### The input
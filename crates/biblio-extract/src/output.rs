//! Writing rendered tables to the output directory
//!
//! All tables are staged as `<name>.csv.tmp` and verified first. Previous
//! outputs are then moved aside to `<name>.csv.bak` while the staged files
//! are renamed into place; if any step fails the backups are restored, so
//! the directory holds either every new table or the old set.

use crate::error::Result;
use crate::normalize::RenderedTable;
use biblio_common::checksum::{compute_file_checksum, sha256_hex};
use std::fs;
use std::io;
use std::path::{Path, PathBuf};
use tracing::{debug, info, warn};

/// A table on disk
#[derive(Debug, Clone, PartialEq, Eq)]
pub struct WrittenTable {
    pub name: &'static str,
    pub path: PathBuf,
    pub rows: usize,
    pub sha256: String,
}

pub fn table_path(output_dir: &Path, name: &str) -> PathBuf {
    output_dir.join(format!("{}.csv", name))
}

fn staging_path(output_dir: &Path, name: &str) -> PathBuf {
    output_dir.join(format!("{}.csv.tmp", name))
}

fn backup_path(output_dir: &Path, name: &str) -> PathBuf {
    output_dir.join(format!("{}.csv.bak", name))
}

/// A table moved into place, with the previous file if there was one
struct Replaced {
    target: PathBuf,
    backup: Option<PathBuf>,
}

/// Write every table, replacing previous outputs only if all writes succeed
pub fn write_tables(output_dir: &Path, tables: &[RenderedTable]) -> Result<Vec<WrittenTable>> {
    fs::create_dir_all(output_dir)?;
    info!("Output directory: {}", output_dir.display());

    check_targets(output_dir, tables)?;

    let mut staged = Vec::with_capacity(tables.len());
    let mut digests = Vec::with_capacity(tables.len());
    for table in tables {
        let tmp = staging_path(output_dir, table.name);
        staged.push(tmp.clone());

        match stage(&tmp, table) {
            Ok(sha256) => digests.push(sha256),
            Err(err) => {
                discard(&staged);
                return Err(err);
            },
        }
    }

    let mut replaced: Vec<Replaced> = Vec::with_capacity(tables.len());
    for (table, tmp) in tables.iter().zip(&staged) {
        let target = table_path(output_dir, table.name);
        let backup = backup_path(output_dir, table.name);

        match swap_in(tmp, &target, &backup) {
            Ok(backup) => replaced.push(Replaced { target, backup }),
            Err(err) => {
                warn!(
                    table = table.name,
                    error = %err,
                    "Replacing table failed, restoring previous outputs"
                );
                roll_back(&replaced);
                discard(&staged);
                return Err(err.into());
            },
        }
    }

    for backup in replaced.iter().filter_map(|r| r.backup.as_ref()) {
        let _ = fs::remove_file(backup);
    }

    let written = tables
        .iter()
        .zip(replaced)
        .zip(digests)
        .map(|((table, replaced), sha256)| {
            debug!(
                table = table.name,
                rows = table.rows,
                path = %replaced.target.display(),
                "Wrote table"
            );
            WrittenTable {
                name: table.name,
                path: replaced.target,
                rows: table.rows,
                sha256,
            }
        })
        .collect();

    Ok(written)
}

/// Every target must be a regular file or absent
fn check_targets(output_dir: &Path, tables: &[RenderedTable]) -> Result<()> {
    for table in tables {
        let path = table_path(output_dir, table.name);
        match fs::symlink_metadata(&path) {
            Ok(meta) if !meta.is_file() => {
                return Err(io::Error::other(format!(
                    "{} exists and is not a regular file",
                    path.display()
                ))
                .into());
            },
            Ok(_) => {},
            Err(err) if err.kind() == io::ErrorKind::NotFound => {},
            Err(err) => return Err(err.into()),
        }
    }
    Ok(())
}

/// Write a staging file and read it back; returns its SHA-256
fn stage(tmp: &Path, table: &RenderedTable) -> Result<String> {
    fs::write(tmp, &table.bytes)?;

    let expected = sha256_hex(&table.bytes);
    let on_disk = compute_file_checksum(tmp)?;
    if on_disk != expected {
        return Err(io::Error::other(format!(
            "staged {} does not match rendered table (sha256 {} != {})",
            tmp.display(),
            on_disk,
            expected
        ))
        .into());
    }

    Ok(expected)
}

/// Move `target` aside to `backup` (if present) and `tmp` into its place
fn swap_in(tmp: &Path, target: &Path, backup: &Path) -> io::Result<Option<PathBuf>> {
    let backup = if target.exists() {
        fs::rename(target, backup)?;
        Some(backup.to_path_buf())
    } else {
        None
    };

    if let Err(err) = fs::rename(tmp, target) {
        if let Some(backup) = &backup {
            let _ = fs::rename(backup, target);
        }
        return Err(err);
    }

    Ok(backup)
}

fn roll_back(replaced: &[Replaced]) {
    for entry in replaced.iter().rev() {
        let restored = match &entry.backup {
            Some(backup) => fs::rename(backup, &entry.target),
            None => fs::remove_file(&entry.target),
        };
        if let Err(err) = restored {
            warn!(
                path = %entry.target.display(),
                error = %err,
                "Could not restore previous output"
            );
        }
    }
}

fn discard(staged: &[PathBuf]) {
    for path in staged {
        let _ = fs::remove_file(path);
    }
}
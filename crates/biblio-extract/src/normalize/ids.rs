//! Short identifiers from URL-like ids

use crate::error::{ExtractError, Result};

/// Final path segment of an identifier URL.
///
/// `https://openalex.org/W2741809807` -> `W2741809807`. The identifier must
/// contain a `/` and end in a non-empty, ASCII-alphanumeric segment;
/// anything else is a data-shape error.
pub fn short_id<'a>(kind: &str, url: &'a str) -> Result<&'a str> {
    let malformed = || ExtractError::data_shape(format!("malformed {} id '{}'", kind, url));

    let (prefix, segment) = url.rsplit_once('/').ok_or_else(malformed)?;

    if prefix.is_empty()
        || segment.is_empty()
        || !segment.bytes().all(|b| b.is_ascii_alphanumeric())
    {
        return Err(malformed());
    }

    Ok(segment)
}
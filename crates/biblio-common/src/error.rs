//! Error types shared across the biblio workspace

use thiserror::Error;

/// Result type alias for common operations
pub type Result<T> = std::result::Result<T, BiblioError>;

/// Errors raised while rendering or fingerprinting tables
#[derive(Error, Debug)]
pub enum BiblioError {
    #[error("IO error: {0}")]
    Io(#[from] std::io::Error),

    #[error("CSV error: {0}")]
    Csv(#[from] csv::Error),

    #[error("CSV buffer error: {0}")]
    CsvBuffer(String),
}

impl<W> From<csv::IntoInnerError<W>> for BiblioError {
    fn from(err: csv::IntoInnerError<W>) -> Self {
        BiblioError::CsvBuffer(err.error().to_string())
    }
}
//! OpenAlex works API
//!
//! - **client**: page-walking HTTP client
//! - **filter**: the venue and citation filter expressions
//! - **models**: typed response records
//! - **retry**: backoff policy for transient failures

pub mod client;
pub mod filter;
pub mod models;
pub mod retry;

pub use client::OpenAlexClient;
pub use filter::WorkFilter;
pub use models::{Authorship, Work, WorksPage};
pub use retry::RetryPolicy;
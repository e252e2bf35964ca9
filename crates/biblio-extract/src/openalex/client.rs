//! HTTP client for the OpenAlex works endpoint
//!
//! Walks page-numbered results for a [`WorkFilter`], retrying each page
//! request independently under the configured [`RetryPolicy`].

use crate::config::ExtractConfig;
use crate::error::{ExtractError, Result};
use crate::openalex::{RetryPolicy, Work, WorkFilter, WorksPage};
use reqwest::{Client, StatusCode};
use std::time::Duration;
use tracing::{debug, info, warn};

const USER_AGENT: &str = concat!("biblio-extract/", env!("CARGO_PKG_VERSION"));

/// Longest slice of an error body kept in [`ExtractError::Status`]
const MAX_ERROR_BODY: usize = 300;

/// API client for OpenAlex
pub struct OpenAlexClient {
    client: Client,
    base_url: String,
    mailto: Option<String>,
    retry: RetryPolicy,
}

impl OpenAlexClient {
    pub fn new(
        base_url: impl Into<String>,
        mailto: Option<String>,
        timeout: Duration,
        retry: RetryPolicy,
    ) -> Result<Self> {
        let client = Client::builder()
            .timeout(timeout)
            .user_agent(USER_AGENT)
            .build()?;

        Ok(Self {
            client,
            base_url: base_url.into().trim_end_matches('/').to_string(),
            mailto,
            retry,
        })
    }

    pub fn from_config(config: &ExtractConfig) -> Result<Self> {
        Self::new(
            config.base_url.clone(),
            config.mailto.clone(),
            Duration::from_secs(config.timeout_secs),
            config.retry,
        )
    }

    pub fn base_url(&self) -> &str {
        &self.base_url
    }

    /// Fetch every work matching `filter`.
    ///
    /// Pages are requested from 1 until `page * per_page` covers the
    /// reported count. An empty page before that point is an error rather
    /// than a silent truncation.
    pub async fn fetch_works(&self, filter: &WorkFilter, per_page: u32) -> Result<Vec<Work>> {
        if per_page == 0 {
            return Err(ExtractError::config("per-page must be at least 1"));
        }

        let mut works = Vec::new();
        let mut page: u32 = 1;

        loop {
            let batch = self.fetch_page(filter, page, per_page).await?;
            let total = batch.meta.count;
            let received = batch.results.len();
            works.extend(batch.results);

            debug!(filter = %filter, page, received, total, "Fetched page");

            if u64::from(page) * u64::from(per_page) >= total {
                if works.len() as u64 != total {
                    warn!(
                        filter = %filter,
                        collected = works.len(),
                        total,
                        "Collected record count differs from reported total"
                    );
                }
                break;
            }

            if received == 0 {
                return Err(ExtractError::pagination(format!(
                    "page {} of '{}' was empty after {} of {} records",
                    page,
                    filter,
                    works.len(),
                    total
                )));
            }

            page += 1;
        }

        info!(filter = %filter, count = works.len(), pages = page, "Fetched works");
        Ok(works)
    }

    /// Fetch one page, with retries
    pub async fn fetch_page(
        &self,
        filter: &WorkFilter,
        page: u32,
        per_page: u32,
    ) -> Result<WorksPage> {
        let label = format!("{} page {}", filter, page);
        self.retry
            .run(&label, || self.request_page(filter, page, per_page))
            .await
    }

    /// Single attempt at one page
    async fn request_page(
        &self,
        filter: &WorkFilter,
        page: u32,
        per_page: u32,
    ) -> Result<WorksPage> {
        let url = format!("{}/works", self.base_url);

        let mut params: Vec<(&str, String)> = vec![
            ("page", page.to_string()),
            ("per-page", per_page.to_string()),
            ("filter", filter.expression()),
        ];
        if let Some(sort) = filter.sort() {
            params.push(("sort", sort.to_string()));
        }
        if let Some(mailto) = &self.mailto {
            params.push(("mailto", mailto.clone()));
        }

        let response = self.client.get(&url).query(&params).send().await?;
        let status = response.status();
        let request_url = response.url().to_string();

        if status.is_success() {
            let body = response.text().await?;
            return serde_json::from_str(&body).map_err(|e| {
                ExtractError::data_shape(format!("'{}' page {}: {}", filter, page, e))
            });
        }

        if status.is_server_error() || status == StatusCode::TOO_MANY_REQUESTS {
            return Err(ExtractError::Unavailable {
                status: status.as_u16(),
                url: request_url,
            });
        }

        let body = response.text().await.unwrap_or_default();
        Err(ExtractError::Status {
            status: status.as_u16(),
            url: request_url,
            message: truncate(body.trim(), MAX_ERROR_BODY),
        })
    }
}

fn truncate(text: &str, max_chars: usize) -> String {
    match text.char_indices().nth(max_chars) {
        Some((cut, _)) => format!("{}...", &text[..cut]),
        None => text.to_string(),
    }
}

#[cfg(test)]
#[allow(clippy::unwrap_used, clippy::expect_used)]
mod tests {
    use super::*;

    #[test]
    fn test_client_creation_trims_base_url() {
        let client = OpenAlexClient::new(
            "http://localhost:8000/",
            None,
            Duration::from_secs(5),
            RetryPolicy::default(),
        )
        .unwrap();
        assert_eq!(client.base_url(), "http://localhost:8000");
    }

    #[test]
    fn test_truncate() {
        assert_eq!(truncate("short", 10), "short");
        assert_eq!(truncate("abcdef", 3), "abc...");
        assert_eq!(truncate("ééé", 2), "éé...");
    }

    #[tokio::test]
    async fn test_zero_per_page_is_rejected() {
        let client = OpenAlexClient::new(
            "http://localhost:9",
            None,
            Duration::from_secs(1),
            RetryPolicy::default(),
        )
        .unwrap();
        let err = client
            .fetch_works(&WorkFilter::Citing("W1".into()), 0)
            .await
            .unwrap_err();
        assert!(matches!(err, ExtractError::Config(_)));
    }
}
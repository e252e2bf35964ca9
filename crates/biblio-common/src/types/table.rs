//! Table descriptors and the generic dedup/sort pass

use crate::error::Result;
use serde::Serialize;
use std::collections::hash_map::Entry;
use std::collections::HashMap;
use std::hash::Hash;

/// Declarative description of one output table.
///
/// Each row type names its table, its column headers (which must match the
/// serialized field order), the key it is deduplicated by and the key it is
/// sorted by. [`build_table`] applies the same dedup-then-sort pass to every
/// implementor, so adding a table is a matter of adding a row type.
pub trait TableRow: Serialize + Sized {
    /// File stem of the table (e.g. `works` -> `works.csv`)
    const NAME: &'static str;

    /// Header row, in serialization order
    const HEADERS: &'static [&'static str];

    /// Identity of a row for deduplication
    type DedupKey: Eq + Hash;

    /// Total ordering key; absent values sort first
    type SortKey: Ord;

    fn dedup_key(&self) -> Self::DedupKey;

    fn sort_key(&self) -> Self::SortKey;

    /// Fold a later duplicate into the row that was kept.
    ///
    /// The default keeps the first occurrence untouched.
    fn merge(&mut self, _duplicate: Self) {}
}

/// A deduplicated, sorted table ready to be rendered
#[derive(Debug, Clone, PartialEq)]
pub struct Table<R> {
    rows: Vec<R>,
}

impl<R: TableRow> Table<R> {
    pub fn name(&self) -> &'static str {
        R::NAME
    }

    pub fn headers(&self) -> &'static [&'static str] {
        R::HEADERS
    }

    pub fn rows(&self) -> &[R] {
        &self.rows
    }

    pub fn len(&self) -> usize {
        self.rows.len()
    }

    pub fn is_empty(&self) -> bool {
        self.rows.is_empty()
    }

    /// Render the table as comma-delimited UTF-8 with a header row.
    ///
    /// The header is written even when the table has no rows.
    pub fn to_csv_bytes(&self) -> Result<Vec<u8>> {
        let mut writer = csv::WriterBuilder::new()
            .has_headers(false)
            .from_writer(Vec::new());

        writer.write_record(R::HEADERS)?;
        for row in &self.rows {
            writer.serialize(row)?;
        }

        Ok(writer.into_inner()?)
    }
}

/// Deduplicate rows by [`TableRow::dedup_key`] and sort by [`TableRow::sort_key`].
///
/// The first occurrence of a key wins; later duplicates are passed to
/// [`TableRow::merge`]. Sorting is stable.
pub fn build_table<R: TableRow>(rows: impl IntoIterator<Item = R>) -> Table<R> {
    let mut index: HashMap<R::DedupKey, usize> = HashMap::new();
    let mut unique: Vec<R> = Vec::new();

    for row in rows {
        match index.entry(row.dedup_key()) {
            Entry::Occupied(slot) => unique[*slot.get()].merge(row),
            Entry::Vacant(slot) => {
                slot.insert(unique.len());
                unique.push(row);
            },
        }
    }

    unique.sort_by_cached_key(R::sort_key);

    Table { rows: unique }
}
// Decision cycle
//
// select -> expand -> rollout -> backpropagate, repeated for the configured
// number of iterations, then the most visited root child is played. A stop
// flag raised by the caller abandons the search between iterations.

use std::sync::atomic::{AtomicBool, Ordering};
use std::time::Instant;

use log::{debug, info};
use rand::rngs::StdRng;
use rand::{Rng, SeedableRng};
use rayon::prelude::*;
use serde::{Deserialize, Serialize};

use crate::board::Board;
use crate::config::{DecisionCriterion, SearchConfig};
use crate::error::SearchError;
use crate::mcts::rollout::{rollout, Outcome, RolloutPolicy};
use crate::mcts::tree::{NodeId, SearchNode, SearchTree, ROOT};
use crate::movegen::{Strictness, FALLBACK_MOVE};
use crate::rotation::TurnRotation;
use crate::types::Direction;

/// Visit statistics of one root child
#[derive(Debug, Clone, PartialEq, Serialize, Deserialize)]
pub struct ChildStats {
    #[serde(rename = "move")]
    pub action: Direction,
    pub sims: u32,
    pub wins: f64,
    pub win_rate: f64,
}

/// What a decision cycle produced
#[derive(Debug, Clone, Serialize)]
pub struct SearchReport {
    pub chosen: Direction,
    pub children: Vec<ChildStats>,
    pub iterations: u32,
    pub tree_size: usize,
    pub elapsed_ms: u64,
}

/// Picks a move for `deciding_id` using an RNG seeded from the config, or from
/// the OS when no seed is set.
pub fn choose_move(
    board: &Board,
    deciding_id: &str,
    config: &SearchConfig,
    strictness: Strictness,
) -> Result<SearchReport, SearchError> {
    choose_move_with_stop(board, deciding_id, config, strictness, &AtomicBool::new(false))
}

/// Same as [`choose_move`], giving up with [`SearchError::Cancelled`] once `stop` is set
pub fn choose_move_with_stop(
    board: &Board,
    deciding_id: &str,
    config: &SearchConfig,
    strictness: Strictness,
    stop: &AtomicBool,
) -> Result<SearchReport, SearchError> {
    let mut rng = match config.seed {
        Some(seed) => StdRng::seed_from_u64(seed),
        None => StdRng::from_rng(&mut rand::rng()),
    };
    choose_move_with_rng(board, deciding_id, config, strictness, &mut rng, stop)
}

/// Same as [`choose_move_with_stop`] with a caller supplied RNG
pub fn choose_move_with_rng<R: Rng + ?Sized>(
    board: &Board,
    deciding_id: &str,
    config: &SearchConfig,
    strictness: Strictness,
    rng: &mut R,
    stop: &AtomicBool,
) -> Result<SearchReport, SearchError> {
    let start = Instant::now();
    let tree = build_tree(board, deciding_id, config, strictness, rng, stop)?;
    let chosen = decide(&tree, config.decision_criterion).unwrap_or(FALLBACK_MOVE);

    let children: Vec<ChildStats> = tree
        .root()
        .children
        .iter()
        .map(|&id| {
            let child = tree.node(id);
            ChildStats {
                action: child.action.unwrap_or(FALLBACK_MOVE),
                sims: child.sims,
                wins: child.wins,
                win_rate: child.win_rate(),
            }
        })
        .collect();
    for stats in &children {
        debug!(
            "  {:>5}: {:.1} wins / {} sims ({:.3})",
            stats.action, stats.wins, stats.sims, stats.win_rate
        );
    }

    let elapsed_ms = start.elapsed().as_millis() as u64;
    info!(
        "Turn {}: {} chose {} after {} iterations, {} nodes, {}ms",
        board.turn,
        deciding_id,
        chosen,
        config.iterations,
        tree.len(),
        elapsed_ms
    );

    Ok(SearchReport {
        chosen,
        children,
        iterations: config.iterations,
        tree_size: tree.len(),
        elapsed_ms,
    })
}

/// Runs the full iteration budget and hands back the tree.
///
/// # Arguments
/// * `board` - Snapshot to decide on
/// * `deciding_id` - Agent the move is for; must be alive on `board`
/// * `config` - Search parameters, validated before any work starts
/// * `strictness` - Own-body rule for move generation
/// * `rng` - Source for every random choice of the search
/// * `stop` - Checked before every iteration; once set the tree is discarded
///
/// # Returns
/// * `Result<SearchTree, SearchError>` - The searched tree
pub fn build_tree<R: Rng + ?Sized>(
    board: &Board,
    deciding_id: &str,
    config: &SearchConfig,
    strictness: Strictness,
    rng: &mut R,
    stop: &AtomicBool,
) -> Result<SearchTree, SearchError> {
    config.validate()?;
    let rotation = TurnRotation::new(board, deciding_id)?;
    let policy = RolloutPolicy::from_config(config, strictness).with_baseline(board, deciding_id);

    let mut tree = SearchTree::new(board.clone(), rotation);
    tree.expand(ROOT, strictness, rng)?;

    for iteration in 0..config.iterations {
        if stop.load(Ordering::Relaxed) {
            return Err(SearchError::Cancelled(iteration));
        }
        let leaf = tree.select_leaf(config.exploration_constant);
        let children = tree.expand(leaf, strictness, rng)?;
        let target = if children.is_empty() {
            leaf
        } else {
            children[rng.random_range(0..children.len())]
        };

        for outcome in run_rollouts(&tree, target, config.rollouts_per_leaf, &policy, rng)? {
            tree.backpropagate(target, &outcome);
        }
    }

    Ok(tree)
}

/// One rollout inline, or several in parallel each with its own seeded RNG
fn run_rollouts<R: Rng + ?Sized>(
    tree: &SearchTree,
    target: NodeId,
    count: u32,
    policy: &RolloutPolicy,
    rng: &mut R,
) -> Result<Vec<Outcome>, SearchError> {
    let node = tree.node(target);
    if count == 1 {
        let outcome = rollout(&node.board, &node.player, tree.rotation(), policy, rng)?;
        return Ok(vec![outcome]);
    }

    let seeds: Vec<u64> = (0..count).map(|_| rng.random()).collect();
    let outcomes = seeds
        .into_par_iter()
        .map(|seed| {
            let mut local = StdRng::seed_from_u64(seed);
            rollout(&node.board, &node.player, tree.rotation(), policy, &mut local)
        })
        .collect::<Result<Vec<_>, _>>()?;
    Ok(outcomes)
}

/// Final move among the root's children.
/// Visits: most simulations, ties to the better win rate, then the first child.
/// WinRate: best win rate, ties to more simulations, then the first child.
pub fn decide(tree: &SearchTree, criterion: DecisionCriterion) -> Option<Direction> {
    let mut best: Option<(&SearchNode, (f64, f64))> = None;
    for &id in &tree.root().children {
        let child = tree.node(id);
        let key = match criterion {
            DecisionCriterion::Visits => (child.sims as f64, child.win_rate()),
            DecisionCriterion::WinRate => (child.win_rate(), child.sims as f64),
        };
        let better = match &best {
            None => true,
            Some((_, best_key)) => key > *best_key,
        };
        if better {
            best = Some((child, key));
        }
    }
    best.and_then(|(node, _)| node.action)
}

### What is being asked
Write the opening line of the data above and every line after it, exactly, stopping once you have written the line with "fn backup_path(output_dir: &Path, name: &str)".

### Problem solution
filename crates/biblio-extract/src/output.rs
//! Writing rendered tables to the output directory
//!
//! All tables are staged as `<name>.csv.tmp` and verified first. Previous
//! outputs are then moved aside to `<name>.csv.bak` while the staged files
//! are renamed into place; if any step fails the backups are restored, so
//! the directory holds either every new table or the old set.

use crate::error::Result;
use crate::normalize::RenderedTable;
use biblio_common::checksum::{compute_file_checksum, sha256_hex};
use std::fs;
use std::io;
use std::path::{Path, PathBuf};
use tracing::{debug, info, warn};

/// A table on disk
#[derive(Debug, Clone, PartialEq, Eq)]
pub struct WrittenTable {
    pub name: &'static str,
    pub path: PathBuf,
    pub rows: usize,
    pub sha256: String,
}

pub fn table_path(output_dir: &Path, name: &str) -> PathBuf {
    output_dir.join(format!("{}.csv", name))
}

fn staging_path(output_dir: &Path, name: &str) -> PathBuf {
    output_dir.join(format!("{}.csv.tmp", name))
}

fn backup_path(output_dir: &Path, name: &str) -> PathBuf {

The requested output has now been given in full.